From: Anand Jain <anajain.sg@gmail.com>
To: Boris Burkov <boris@bur.io>
Cc: linux-btrfs@vger.kernel.org, kernel-team@fb.com
Subject: Re: [PATCH v2] btrfs: btrfs_log_dev_io_error() on all bio errors
Date: Tue, 7 Apr 2026 14:36:57 +0800 [thread overview]
Message-ID: <d5b43371-6a42-4dac-95b6-a1bc4fa12424@gmail.com> (raw)
In-Reply-To: <20260406161255.GA1743674@zen.localdomain>
On 7/4/26 00:12, Boris Burkov wrote:
> On Mon, Apr 06, 2026 at 09:56:07PM +0800, Anand Jain wrote:
>>
>>
>> Disagree. We should only track block-device-specific errors;
>> specifically, only the missing MEDIUM ERROR should be added [1].
>>
>> Including all error types would capture transport and fabric-related
>> errors, which do not justify a device replacement or permanent error state.
>>
>> In my experience with storage and transport protocols, transport errors
>> and timeouts are often transient and far more frequent than actual block
>> device media failures. Including them would introduce unnecessary noise
>> into the device statistics.
>
> This is just my mistake. I messed up with git and resent my v1 instead
> of the updated version after Christoph's review here
> https://lore.kernel.org/linux-btrfs/20260327102253.GA18582@lst.de/
>
> I intended to only log bdev error on IOERR, TARGET, MEDIUM, and
> PROTECTION as he suggested.
>
> Sorry for wasting your time with that, Anand.

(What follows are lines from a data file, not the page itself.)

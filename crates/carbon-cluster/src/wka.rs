//! Well-known-address membership scheme
//!
//! A joining node sends `Join` to the configured seeds and merges the member
//! lists they return; the seeds announce the newcomer to the rest of the
//! cluster. Liveness is tracked with TCP pings, and seeds that are not current
//! members are contacted again periodically so split groups of seeds merge.

use crate::config::parse_host_port;
use crate::error::{ClusterError, Result};
use crate::member::ClusterMember;
use crate::membership::MembershipManager;
use crate::protocol::Frame;
use crate::scheme::{SchemeCore, SchemeState};
use futures::future::join_all;
use std::net::SocketAddr;
use std::sync::Arc;
use std::time::Duration;
use tokio::net::lookup_host;
use tokio::time::{interval, sleep, timeout, Instant, MissedTickBehavior};
use tokio_util::sync::CancellationToken;

/// Pause between join rounds while no seed is reachable
const JOIN_RETRY_INTERVAL: Duration = Duration::from_secs(2);

pub struct WkaMembershipScheme {
    core: SchemeCore,
}

impl WkaMembershipScheme {
    pub fn new(core: SchemeCore) -> Self {
        Self { core }
    }

    pub fn core(&self) -> &SchemeCore {
        &self.core
    }

    pub async fn start(&mut self) -> Result<()> {
        self.core.set_state(SchemeState::Initializing);

        let entries = self.core.settings().wka.members.clone();
        let init_timeout = self.core.settings().timeouts.init();
        let manager = self.core.manager().clone();
        let local = manager.local_member().address;
        let deadline = Instant::now() + init_timeout;

        loop {
            let (local_is_seed, seeds) = remote_seeds(&entries, local).await;

            // A seed that accepts but never answers must not outlast the deadline
            let remaining = deadline.saturating_duration_since(Instant::now());
            let joined = match timeout(remaining, join(&manager, &seeds)).await {
                Ok(joined) => joined,
                Err(_) => {
                    tracing::debug!("No well-known member answered before the init deadline");
                    0
                }
            };
            if joined > 0 {
                tracing::info!(
                    "Joined the cluster through {} well-known member(s)",
                    joined
                );
                break;
            }

            if local_is_seed {
                tracing::info!(
                    "No other well-known member is reachable, {} starts as the first member",
                    local
                );
                break;
            }

            if Instant::now() + JOIN_RETRY_INTERVAL > deadline {
                return Err(ClusterError::initialization(format!(
                    "Could not connect to any well-known member of [{}] within {:?}",
                    entries.join(", "),
                    init_timeout
                )));
            }

            tracing::warn!(
                "No well-known member is reachable, retrying in {:?}",
                JOIN_RETRY_INTERVAL
            );
            sleep(JOIN_RETRY_INTERVAL).await;
        }

        let cancel = self.core.cancellation_token();
        let timeouts = self.core.settings().timeouts.clone();
        let rejoin_period = self.core.settings().wka.rejoin_interval();

        self.core.spawn(ping_loop(
            manager.clone(),
            timeouts.heartbeat_interval(),
            timeouts.heartbeat_timeout(),
            cancel.clone(),
        ));
        self.core
            .spawn(rejoin_loop(manager, entries, rejoin_period, cancel));
        self.core.spawn_failure_sweeper();
        self.core.set_state(SchemeState::Active);

        tracing::info!(
            "WKA membership scheme active with {} member(s)",
            self.core.context().alive_member_count().await
        );
        Ok(())
    }

    pub async fn stop(&mut self) {
        let was_active = self.core.state() == SchemeState::Active;

        // Pings must not outlive the leave announcement
        self.core.shutdown_tasks().await;

        if was_active {
            let leave = Frame::Leave {
                sender: self.core.local_member().clone(),
            };
            let members = self.core.context().remote_members().await;
            let client = self.core.client();

            join_all(members.iter().map(|member| {
                let leave = &leave;
                async move {
                    if let Err(e) = client.notify(member.address, leave).await {
                        tracing::debug!("Could not send leave to {}: {}", member, e);
                    }
                }
            }))
            .await;
        }

        self.core.set_state(SchemeState::Stopped);
        tracing::info!("WKA membership scheme stopped");
    }
}

/// Resolve the configured seeds, excluding the local member.
///
/// Returns whether the local member is one of the seeds.
async fn remote_seeds(entries: &[String], local: SocketAddr) -> (bool, Vec<SocketAddr>) {
    let mut local_is_seed = false;
    let mut seeds = Vec::new();

    for addr in resolve_seeds(entries).await {
        if is_local_address(addr, local) {
            local_is_seed = true;
        } else {
            seeds.push(addr);
        }
    }
    (local_is_seed, seeds)
}

async fn resolve_seeds(entries: &[String]) -> Vec<SocketAddr> {
    let mut seeds: Vec<SocketAddr> = Vec::new();

    for entry in entries {
        let (host, port) = match parse_host_port(entry) {
            Ok(host_port) => host_port,
            Err(e) => {
                tracing::warn!("{}", e);
                continue;
            }
        };

        let resolved = lookup_host((host.as_str(), port)).await;
        match resolved {
            Ok(addrs) => {
                for addr in addrs {
                    if !seeds.contains(&addr) {
                        seeds.push(addr);
                    }
                }
            }
            Err(e) => tracing::debug!("Could not resolve well-known member {}: {}", entry, e),
        }
    }
    seeds
}

fn is_local_address(seed: SocketAddr, local: SocketAddr) -> bool {
    seed.port() == local.port()
        && (seed.ip() == local.ip() || seed.ip().is_loopback() || seed.ip().is_unspecified())
}

/// Send `Join` to every seed and merge the replies. Returns how many answered.
async fn join(manager: &Arc<MembershipManager>, seeds: &[SocketAddr]) -> usize {
    let request = Frame::Join {
        sender: manager.local_member().clone(),
    };

    let replies = join_all(seeds.iter().map(|seed| {
        let request = &request;
        async move { (*seed, manager.client().request(*seed, request).await) }
    }))
    .await;

    let mut answered = 0;
    for (seed, reply) in replies {
        match reply {
            Ok(frame @ Frame::MemberList { .. }) => {
                answered += 1;
                manager.handle(frame).await;
            }
            Ok(Frame::Nack { reason, .. }) => {
                tracing::warn!("Well-known member {} refused the join: {}", seed, reason);
            }
            Ok(other) => {
                tracing::debug!("Unexpected {} reply to join from {}", other.kind(), seed);
            }
            Err(e) => {
                tracing::debug!("Well-known member {} is not reachable: {}", seed, e);
            }
        }
    }
    answered
}

async fn ping_loop(
    manager: Arc<MembershipManager>,
    period: Duration,
    deadline: Duration,
    cancel: CancellationToken,
) {
    let mut ticker = interval(period);
    ticker.set_missed_tick_behavior(MissedTickBehavior::Delay);

    loop {
        tokio::select! {
            _ = cancel.cancelled() => break,
            _ = ticker.tick() => {
                let members = manager.context().remote_members().await;
                join_all(members.iter().map(|member| ping(&manager, member, deadline))).await;
            }
        }
    }
}

async fn ping(manager: &Arc<MembershipManager>, member: &ClusterMember, deadline: Duration) {
    let request = Frame::Ping {
        sender: manager.local_member().clone(),
    };

    match timeout(deadline, manager.client().request(member.address, &request)).await {
        Ok(Ok(Frame::Ack { sender, .. })) if sender.id == member.id => {
            if manager.context().contains(&member.id).await {
                manager.detector().heartbeat(member.id);
            }
        }
        Ok(Ok(Frame::Ack { sender, .. })) => {
            // Another process answers on this address now
            manager.member_seen(&sender).await;
        }
        Ok(Ok(other)) => {
            tracing::debug!("Unexpected {} reply to ping from {}", other.kind(), member);
        }
        Ok(Err(e)) => tracing::trace!("Ping to {} failed: {}", member, e),
        Err(_) => tracing::trace!("Ping to {} timed out", member),
    }
}

async fn rejoin_loop(
    manager: Arc<MembershipManager>,
    entries: Vec<String>,
    period: Duration,
    cancel: CancellationToken,
) {
    let mut ticker = interval(period);
    ticker.set_missed_tick_behavior(MissedTickBehavior::Delay);
    // Skip the immediate first tick; the join round just ran
    ticker.tick().await;

    loop {
        tokio::select! {
            _ = cancel.cancelled() => break,
            _ = ticker.tick() => {
                let local = manager.local_member().address;
                let (_, seeds) = remote_seeds(&entries, local).await;

                let mut absent = Vec::new();
                for seed in seeds {
                    if manager.context().member_by_address(seed).await.is_none() {
                        absent.push(seed);
                    }
                }

                if !absent.is_empty() {
                    let joined = join(&manager, &absent).await;
                    if joined > 0 {
                        tracing::info!("Reconnected to {} well-known member(s)", joined);
                    }
                }
            }
        }
    }
}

My bad - I should have checked v1. Thanks.
> Boris
>
>>
>>
>> #define BLK_STS_NOTSUPP ((__force blk_status_t)1)
>> #define BLK_STS_TIMEOUT ((__force blk_status_t)2)
>> #define BLK_STS_NOSPC ((__force blk_status_t)3)

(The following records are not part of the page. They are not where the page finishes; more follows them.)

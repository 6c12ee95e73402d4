//! Carbon Cluster
//!
//! Cluster membership and messaging for Carbon nodes: peer discovery through
//! multicast heartbeats or well-known seed addresses, a live view of the
//! cluster membership, and cluster-wide message delivery with per-member
//! failure reporting.
//!
//! ```no_run
//! use carbon_cluster::{ClusterConfiguration, ClusterContext, ClusterMessage, ClusteringAgent};
//! use std::sync::Arc;
//!
//! # async fn run() -> carbon_cluster::Result<()> {
//! let mut configuration = ClusterConfiguration::new();
//! configuration.set_configuration_source_location("conf/cluster.toml");
//! configuration.build()?;
//!
//! let context = ClusterContext::new(Arc::new(configuration))?;
//! let agent = ClusteringAgent::new();
//! agent.init(context).await?;
//!
//! let message = ClusterMessage::new("cache.invalidate", serde_json::json!({"cache": "registry"}));
//! agent.send_message(&message).await?;
//!
//! agent.shutdown().await;
//! # Ok(())
//! # }
//! ```

pub mod agent;
pub mod config;
pub mod context;
pub mod error;
pub mod failure_detector;
pub mod group;
pub mod listener;
pub mod member;
pub mod membership;
pub mod message;
pub mod messaging;
pub mod multicast;
pub mod protocol;
pub mod scheme;
pub mod transport;
pub mod wka;

#[cfg(test)]
pub(crate) mod testing;

pub use agent::{AgentState, ClusteringAgent};
pub use config::{ClusterConfiguration, ClusterSettings};
pub use context::ClusterContext;
pub use error::{
    ClusterError, DeliveryFailure, DeliveryFailureKind, MessageFailure, Result,
};
pub use group::{GroupManagementAgent, GroupRegistry, DEFAULT_SUB_DOMAIN};
pub use listener::{LoggingMembershipListener, MembershipEvent, MembershipListener};
pub use member::{ClusterMember, MemberId};
pub use message::{
    ClusterMessage, LoggingMessageHandler, MemberResponse, MessageHandler, EXECUTED,
};
pub use messaging::DeliveryReport;
pub use scheme::{MembershipScheme, MembershipSchemeKind, SchemeState};
//! Cluster error types

use crate::member::ClusterMember;
use crate::message::MemberResponse;
use std::fmt;
use std::net::AddrParseError;
use uuid::Uuid;

/// Result type for cluster operations
pub type Result<T> = std::result::Result<T, ClusterError>;

/// Cluster-specific error types
#[derive(Debug, thiserror::Error)]
pub enum ClusterError {
    /// The topology description is missing, malformed or invalid
    #[error("Cluster configuration error: {0}")]
    Configuration(String),

    /// The membership scheme could not bind its resources or reach a seed
    #[error("Cluster initialization failed: {0}")]
    Initialization(String),

    /// One or more deliveries of a cluster message failed
    #[error("{0}")]
    MessageFailed(Box<MessageFailure>),

    #[error("Network error: {0}")]
    Network(String),

    #[error("Protocol error: {0}")]
    Protocol(String),

    #[error("Timeout error: {0}")]
    Timeout(String),

    #[error("Cluster not initialized")]
    NotInitialized,

    #[error("Invalid cluster state: {0}")]
    InvalidState(String),

    #[error("Serialization error: {0}")]
    Serialization(#[from] serde_json::Error),

    #[error("I/O error: {0}")]
    Io(#[from] std::io::Error),

    #[error("Address parse error: {0}")]
    AddrParse(#[from] AddrParseError),
}

impl ClusterError {
    pub fn configuration<T: Into<String>>(msg: T) -> Self {
        Self::Configuration(msg.into())
    }

    pub fn initialization<T: Into<String>>(msg: T) -> Self {
        Self::Initialization(msg.into())
    }

    pub fn network<T: Into<String>>(msg: T) -> Self {
        Self::Network(msg.into())
    }

    pub fn protocol<T: Into<String>>(msg: T) -> Self {
        Self::Protocol(msg.into())
    }

    pub fn timeout<T: Into<String>>(msg: T) -> Self {
        Self::Timeout(msg.into())
    }

    pub fn invalid_state<T: Into<String>>(msg: T) -> Self {
        Self::InvalidState(msg.into())
    }

    pub fn message_failed(failure: MessageFailure) -> Self {
        Self::MessageFailed(Box::new(failure))
    }

    /// Returns the delivery failure details if this is a `MessageFailed` error
    pub fn message_failure(&self) -> Option<&MessageFailure> {
        match self {
            Self::MessageFailed(failure) => Some(failure),
            _ => None,
        }
    }

    pub fn is_configuration(&self) -> bool {
        matches!(self, Self::Configuration(_))
    }

    pub fn is_initialization(&self) -> bool {
        matches!(self, Self::Initialization(_))
    }
}

impl From<config::ConfigError> for ClusterError {
    fn from(err: config::ConfigError) -> Self {
        Self::configuration(err.to_string())
    }
}

/// Why a single delivery failed
#[derive(Debug, Clone, Copy, PartialEq, Eq)]
pub enum DeliveryFailureKind {
    /// Failed on the sending node before anything hit the wire
    Local,
    /// Target is not (or no longer) part of the primary member list
    UnknownMember,
    /// Connection or transport error after all retries
    Unreachable,
    /// The per-target deadline elapsed
    Timeout,
    /// The target answered but refused or failed to execute the message
    Rejected,
}

impl DeliveryFailureKind {
    /// Whether the failure happened on the remote side of the exchange
    pub fn is_remote(&self) -> bool {
        !matches!(self, Self::Local | Self::UnknownMember)
    }
}

impl fmt::Display for DeliveryFailureKind {
    fn fmt(&self, f: &mut fmt::Formatter<'_>) -> fmt::Result {
        match self {
            Self::Local => write!(f, "local"),
            Self::UnknownMember => write!(f, "unknown-member"),
            Self::Unreachable => write!(f, "unreachable"),
            Self::Timeout => write!(f, "timeout"),
            Self::Rejected => write!(f, "rejected"),
        }
    }
}

/// A failed delivery to one target member
#[derive(Debug, Clone)]
pub struct DeliveryFailure {
    pub member: ClusterMember,
    pub kind: DeliveryFailureKind,
    pub reason: String,
}

impl DeliveryFailure {
    pub fn new<T: Into<String>>(member: ClusterMember, kind: DeliveryFailureKind, reason: T) -> Self {
        Self {
            member,
            kind,
            reason: reason.into(),
        }
    }
}

/// Aggregated outcome of a fan-out in which at least one delivery failed
#[derive(Debug, Clone)]
pub struct MessageFailure {
    pub message_id: Uuid,
    /// Members that acknowledged the message
    pub delivered: Vec<ClusterMember>,
    /// Responses of the acknowledging members whose handler set one
    pub responses: Vec<MemberResponse>,
    pub failures: Vec<DeliveryFailure>,
}

impl MessageFailure {
    /// Whether some targets received the message despite the failures
    pub fn is_partial(&self) -> bool {
        !self.delivered.is_empty()
    }

    pub fn failed_members(&self) -> Vec<&ClusterMember> {
        self.failures.iter().map(|f| &f.member).collect()
    }
}

impl fmt::Display for MessageFailure {
    fn fmt(&self, f: &mut fmt::Formatter<'_>) -> fmt::Result {
        write!(
            f,
            "Message {} failed for {} of {} member(s)",
            self.message_id,
            self.failures.len(),
            self.failures.len() + self.delivered.len()
        )?;
        for failure in &self.failures {
            write!(
                f,
                "; {} [{}]: {}",
                failure.member.address, failure.kind, failure.reason
            )?;
        }
        Ok(())
    }
}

>> #define BLK_STS_TRANSPORT ((__force blk_status_t)4)
>> #define BLK_STS_TARGET ((__force blk_status_t)5)
>> #define BLK_STS_RESV_CONFLICT ((__force blk_status_t)6)
>> #define BLK_STS_MEDIUM ((__force blk_status_t)7)
>> #define BLK_STS_PROTECTION ((__force blk_status_t)8)
>> #define BLK_STS_RESOURCE ((__force blk_status_t)9)
>> #define BLK_STS_IOERR ((__force blk_status_t)10)
>> <snap>
>> #define BLK_STS_OFFLINE ((__force blk_status_t)16)
>> #define BLK_STS_DURATION_LIMIT ((__force blk_status_t)17)
>> #define BLK_STS_INVAL ((__force blk_status_t)19)
>>
>>
>>
>> [1]
>>
>>
>> diff --git a/fs/btrfs/bio.c b/fs/btrfs/bio.c
>> index 2a2a21aec817..d7af38e9ce29 100644
>> --- a/fs/btrfs/bio.c
>> +++ b/fs/btrfs/bio.c
>> @@ -352,7 +352,8 @@ static void btrfs_log_dev_io_error(const struct bio
>> *bio, struct btrfs_device *d
>> {
>> if (!dev || !dev->bdev)
>> return;
>> - if (bio->bi_status != BLK_STS_IOERR && bio->bi_status !=
>> BLK_STS_TARGET)
>> + if (bio->bi_status != BLK_STS_IOERR && bio->bi_status !=
>> BLK_STS_TARGET &&
>> + bio->bi_status != BLK_STS_MEDIUM)
>> return;
>>
>> if (btrfs_op(bio) == BTRFS_MAP_WRITE)
>>
>>
>>
>> Thanks, Anand
>>
>> On 4/4/26 23:57, Boris Burkov wrote:
>>> As far as I can tell, we never intentionally constrained ourselves to
>>> these status codes, and it is misleading and surprising to lack the
>>> bdev error logging when we get a different error code from the block
>>> layer. This can lead to jumping to a wrong conclusion like "this
>>> system didn't see any bio failures but aborted with EIO".
>>>
>>> For example on nvme devices, I observe many failures coming back as
>>> BLK_STS_MEDIUM. It is apparent that the nvme driver returns a variety of
>>> BLK_STS_* status values in nvme_error_status().
>>>
>>> So handle the known expected errors and make some noise on the rest
>>> which we expect won't really happen.
>>>
>>> Signed-off-by: Boris Burkov <boris@bur.io>
>>> ---
>>> Changelog:
>>> v2:
>>> - proper bdev err logging for expected block errors
>>> - btrfs_warn_rl for all other errors
>>> ---
>>> fs/btrfs/bio.c | 3 +--
>>> 1 file changed, 1 insertion(+), 2 deletions(-)
>>>
>>> diff --git a/fs/btrfs/bio.c b/fs/btrfs/bio.c
>>> index 2a2a21aec817..08b1d62603d0 100644
>>> --- a/fs/btrfs/bio.c
>>> +++ b/fs/btrfs/bio.c
>>> @@ -352,8 +352,7 @@ static void btrfs_log_dev_io_error(const struct bio *bio, struct btrfs_device *d
>>> {
>>> if (!dev || !dev->bdev)
>>> return;
>>> - if (bio->bi_status != BLK_STS_IOERR && bio->bi_status != BLK_STS_TARGET)
>>> - return;
>>> + ASSERT(bio->bi_status);
>>>
>>> if (btrfs_op(bio) == BTRFS_MAP_WRITE)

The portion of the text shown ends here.